From the entries below, copy every line holding the word "Debug".

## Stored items
※

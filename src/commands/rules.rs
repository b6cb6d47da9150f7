use anyhow::Result;
use apiwarden::application::EXIT_OK;
use apiwarden::domain::policies::{rule_description, rule_effect, RuleEffect};

use super::GlobalArgs;
use crate::ui::views::rules::render_rules;

/// List the configured rule order (the catalog order by default)
pub fn cmd_rules(global: &GlobalArgs) -> Result<i32> {
    let config = global.load_config()?;
    let ui = global.ui(&config);

    let rules = config.rule_set()?;

    if ui.json {
        let entries: Vec<_> = rules
            .rules()
            .iter()
            .map(|rule| {
                let effect = match rule_effect(*rule) {
                    RuleEffect::Allow => "allow",
                    RuleEffect::Disallow => "disallow",
                    RuleEffect::Warn => "window",
                };
                serde_json::json!({
                    "id": rule,
                    "effect": effect,
                    "description": rule_description(*rule),
                })
            })
            .collect();
        crate::ui::json::emit(&serde_json::json!({ "rules": entries }))?;
    } else {
        print!("{}", render_rules(rules.rules(), ui.color));
    }

    Ok(EXIT_OK)
}
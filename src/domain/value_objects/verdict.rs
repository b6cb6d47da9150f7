//! Verdict value objects
//!
//! The classification attached to one detected change, plus the deprecation
//! window status carried by warnings.

use serde::Serialize;

use super::ReleaseVersion;

/// Where a deprecated symbol stands in its deprecation window
#[derive(Debug, Clone, PartialEq, Eq, Serialize)]
#[serde(rename_all = "camelCase")]
pub struct WindowStatus {
    /// Release in which the deprecation was introduced
    pub deprecated_since: ReleaseVersion,
    /// Release the status was computed against
    pub current: ReleaseVersion,
    /// The symbol must still function in `current`
    pub still_required: bool,
    /// Last minor line in which the symbol must still function
    pub last_supported: ReleaseVersion,
    /// First release in which removal is permitted
    pub earliest_removal: ReleaseVersion,
}

/// Coarse verdict category, as written to reports
#[derive(Debug, Clone, Copy, PartialEq, Eq, Hash, PartialOrd, Ord, Serialize)]
#[serde(rename_all = "lowercase")]
pub enum VerdictKind {
    Allowed,
    Disallowed,
    Warn,
}

impl std::fmt::Display for VerdictKind {
    fn fmt(&self, f: &mut std::fmt::Formatter<'_>) -> std::fmt::Result {
        match self {
            VerdictKind::Allowed => write!(f, "allowed"),
            VerdictKind::Disallowed => write!(f, "disallowed"),
            VerdictKind::Warn => write!(f, "warn"),
        }
    }
}

/// Policy verdict for one change
#[derive(Debug, Clone, PartialEq, Eq)]
pub enum Verdict {
    Allowed,
    Disallowed,
    /// Allowed, but a compatibility shim must survive the deprecation window
    Warn(WindowStatus),
}

impl Verdict {
    pub fn kind(&self) -> VerdictKind {
        match self {
            Verdict::Allowed => VerdictKind::Allowed,
            Verdict::Disallowed => VerdictKind::Disallowed,
            Verdict::Warn(_) => VerdictKind::Warn,
        }
    }

    pub fn window(&self) -> Option<&WindowStatus> {
        match self {
            Verdict::Warn(status) => Some(status),
            _ => None,
        }
    }

    pub fn is_disallowed(&self) -> bool {
        matches!(self, Verdict::Disallowed)
    }
}
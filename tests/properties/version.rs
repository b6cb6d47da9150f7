//! Property tests for release label parsing.

use proptest::prelude::*;

use apiwarden::ReleaseVersion;

proptest! {
    #![proptest_config(ProptestConfig {
        cases: 256,
        .. ProptestConfig::default()
    })]

    /// PROPERTY: parsing arbitrary input never panics.
    #[test]
    fn property_parse_never_panics(raw in "\\PC{0,24}") {
        let _ = ReleaseVersion::parse(&raw);
    }

    /// PROPERTY: the rendered form of a parsed version parses back to itself.
    #[test]
    fn property_display_is_stable(
        major in 0u64..50,
        minor in 0u64..50,
        patch in prop::option::of(0u64..50),
        suffix in prop::option::of("(rc|dev|a|b)[0-9]{1,2}"),
    ) {
        let mut raw = format!("{major}.{minor}");
        if let Some(patch) = patch {
            raw.push_str(&format!(".{patch}"));
        }
        if let Some(suffix) = &suffix {
            raw.push_str(suffix);
        }

        let parsed = ReleaseVersion::parse(&raw).unwrap();
        prop_assert_eq!(parsed.major(), major);
        prop_assert_eq!(parsed.minor(), minor);
        prop_assert_eq!(parsed.patch(), patch.unwrap_or(0));
        prop_assert_eq!(parsed.pre(), suffix.as_deref());

        let reparsed = ReleaseVersion::parse(&parsed.to_string()).unwrap();
        prop_assert_eq!(reparsed, parsed);
    }

    /// PROPERTY: a prerelease sorts before its final release.
    #[test]
    fn property_prerelease_precedes_release(major in 0u64..20, minor in 0u64..20, n in 0u8..10) {
        let pre = ReleaseVersion::parse(&format!("{major}.{minor}.0rc{n}")).unwrap();
        let release = ReleaseVersion::new(major, minor, 0);
        prop_assert!(pre < release);
    }
}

※

## Task answer
#[derive(Debug, Clone, PartialEq, Eq, Serialize)]
#[derive(Debug, Clone, Copy, PartialEq, Eq, Hash, PartialOrd, Ord, Serialize)]
#[derive(Debug, Clone, PartialEq, Eq)]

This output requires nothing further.